[Exercise description]
Print the lines that run from the line with "Fails the request" to the line with "Rejects every outstanding", keeping both end lines, exactly as they appear in the entries below, and nothing else.

[Items listed in a dataset]
______________________________
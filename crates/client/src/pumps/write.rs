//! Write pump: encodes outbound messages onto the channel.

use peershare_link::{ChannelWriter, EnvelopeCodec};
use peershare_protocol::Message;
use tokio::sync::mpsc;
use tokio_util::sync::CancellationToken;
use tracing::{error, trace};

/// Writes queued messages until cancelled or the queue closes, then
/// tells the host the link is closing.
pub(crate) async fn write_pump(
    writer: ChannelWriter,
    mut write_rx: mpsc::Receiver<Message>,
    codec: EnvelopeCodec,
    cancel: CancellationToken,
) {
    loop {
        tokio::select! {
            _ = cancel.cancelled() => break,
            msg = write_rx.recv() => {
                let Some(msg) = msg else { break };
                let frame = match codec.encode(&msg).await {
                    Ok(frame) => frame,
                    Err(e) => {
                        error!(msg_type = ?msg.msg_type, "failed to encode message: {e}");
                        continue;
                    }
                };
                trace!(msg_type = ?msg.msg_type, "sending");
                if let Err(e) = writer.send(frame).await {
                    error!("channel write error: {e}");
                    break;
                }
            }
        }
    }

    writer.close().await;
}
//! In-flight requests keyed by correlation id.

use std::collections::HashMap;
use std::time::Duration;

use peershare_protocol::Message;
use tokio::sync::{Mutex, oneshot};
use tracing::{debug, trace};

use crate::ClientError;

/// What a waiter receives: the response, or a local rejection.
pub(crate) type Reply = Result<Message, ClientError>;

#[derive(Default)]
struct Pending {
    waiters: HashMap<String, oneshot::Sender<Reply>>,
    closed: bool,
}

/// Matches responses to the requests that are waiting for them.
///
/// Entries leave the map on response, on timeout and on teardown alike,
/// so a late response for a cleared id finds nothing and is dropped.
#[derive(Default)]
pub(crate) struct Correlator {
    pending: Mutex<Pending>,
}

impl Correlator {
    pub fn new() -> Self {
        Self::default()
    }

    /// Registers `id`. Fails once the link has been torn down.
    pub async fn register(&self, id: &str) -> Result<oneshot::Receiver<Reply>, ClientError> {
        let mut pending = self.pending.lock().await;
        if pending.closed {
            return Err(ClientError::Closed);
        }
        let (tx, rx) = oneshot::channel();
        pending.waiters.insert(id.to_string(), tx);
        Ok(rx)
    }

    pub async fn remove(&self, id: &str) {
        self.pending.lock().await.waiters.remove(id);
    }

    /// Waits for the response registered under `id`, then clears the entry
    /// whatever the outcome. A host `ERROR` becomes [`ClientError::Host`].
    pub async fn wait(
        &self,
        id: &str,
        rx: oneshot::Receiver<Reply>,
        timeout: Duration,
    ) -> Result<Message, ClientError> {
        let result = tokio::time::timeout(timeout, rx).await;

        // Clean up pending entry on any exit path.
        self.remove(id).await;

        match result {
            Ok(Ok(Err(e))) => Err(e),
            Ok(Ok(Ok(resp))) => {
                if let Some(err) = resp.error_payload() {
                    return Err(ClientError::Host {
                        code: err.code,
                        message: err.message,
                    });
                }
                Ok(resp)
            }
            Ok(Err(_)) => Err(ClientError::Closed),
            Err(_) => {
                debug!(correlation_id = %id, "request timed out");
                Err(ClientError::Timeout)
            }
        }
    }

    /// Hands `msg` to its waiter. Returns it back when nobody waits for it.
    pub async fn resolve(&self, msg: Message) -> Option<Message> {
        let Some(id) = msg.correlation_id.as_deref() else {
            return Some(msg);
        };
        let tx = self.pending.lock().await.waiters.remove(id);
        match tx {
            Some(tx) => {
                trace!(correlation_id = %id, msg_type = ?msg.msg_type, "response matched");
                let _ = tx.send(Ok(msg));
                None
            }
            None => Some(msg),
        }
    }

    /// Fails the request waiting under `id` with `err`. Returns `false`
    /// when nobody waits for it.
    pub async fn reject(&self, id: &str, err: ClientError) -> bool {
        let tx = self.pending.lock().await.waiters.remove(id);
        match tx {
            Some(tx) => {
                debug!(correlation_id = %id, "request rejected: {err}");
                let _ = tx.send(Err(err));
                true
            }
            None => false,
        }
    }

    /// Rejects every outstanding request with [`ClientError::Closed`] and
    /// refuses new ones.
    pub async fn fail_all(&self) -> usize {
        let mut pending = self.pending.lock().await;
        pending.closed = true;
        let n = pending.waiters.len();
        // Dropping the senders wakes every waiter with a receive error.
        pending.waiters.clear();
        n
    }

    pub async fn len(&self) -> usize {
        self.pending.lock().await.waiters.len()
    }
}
______________________________
[Reply to the exercise]
    /// Fails the request waiting under `id` with `err`. Returns `false`
    /// when nobody waits for it.
    pub async fn reject(&self, id: &str, err: ClientError) -> bool {
        let tx = self.pending.lock().await.waiters.remove(id);
        match tx {
            Some(tx) => {
                debug!(correlation_id = %id, "request rejected: {err}");
                let _ = tx.send(Err(err));
                true
            }
            None => false,
        }
    }

    /// Rejects every outstanding request with [`ClientError::Closed`] and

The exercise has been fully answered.